======== Records for this exercise ========

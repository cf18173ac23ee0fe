use config::{Config, ConfigError, Environment, File};
use serde::{Deserialize, Serialize};
use std::env;

use crate::cli::Cli;

#[derive(Debug, Clone, Serialize, Deserialize)]
pub struct AppConfig {
    pub server: ServerConfig,
    pub ingest: IngestSettings,
    pub stream: StreamSettings,
    #[serde(default)]
    pub geo: GeoConfig,
}

#[derive(Debug, Clone, Serialize, Deserialize)]
pub struct ServerConfig {
    pub host: String,
    pub http_port: u16,
    pub static_dir: String,
    pub stream_url: Option<String>,
}

#[derive(Debug, Clone, Serialize, Deserialize)]
pub struct IngestSettings {
    pub udp_port: u16,
    pub sample_rate: f64,
    pub max_datagram_size: usize,
}

#[derive(Debug, Clone, Serialize, Deserialize)]
pub struct StreamSettings {
    pub buffer_capacity: usize,
    /// Seconds of silence before a keep-alive comment is sent; 0 disables.
    pub keep_alive_secs: u64,
}

#[derive(Debug, Clone, Default, Serialize, Deserialize)]
pub struct GeoConfig {
    pub dataset_path: Option<String>,
}

impl AppConfig {
    pub fn load(cli: &Cli) -> Result<Self, ConfigError> {
        let run_mode = env::var("RUN_MODE").unwrap_or_else(|_| "development".into());

        let config = Config::builder()
            // Start with default values
            .set_default("server.host", "127.0.0.1")?
            .set_default("server.http_port", 7000)?
            .set_default("server.static_dir", "static")?
            .set_default("ingest.udp_port", 5556)?
            .set_default("ingest.sample_rate", 1.0)?
            .set_default("ingest.max_datagram_size", 512)?
            .set_default("stream.buffer_capacity", 1000)?
            .set_default("stream.keep_alive_secs", 15)?
            // Add in settings from configuration file
            .add_source(File::with_name("config/default").required(false))
            .add_source(File::with_name(&format!("config/{run_mode}")).required(false))
            .add_source(File::with_name("config/local").required(false))
            // Add in settings from environment variables, e.g. ORBITAL__SERVER__HTTP_PORT
            .add_source(Environment::with_prefix("ORBITAL").separator("__"))
            // Command-line flags win
            .set_override_option("server.host", cli.host.clone())?
            .set_override_option("server.http_port", cli.http_port.map(i64::from))?
            .set_override_option("ingest.udp_port", cli.udp_port.map(i64::from))?
            .set_override_option("ingest.sample_rate", cli.sample_rate)?
            .build()?;

        config.try_deserialize()
    }

    pub fn http_addr(&self) -> String {
        format!("{}:{}", self.server.host, self.server.http_port)
    }

    pub fn udp_addr(&self) -> String {
        format!("{}:{}", self.server.host, self.ingest.udp_port)
    }

    pub fn stream_url(&self) -> String {
        self.server
            .stream_url
            .clone()
            .unwrap_or_else(|| format!("http://{}/stream", self.http_addr()))
    }
}

#[cfg(test)]
mod tests {
    use super::*;

    #[test]
    fn test_defaults() {
        let config = AppConfig::load(&Cli::default()).unwrap();

        assert_eq!(config.stream.buffer_capacity, 1000);
        assert_eq!(config.ingest.max_datagram_size, 512);
        assert!(config.geo.dataset_path.is_none());
    }

    #[test]
    fn test_cli_overrides() {
        let cli = Cli {
            host: Some("0.0.0.0".to_string()),
            http_port: Some(8123),
            udp_port: Some(9123),
            sample_rate: Some(0.05),
            ..Cli::default()
        };
        let config = AppConfig::load(&cli).unwrap();

        assert_eq!(config.http_addr(), "0.0.0.0:8123");
        assert_eq!(config.udp_addr(), "0.0.0.0:9123");
        assert_eq!(config.ingest.sample_rate, 0.05);
        assert_eq!(config.stream_url(), "http://0.0.0.0:8123/stream");
    }
}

========

Task: Where a line of the records contains the word "IngestSettings", copy that line.

Problem solution:
    pub ingest: IngestSettings,
pub struct IngestSettings {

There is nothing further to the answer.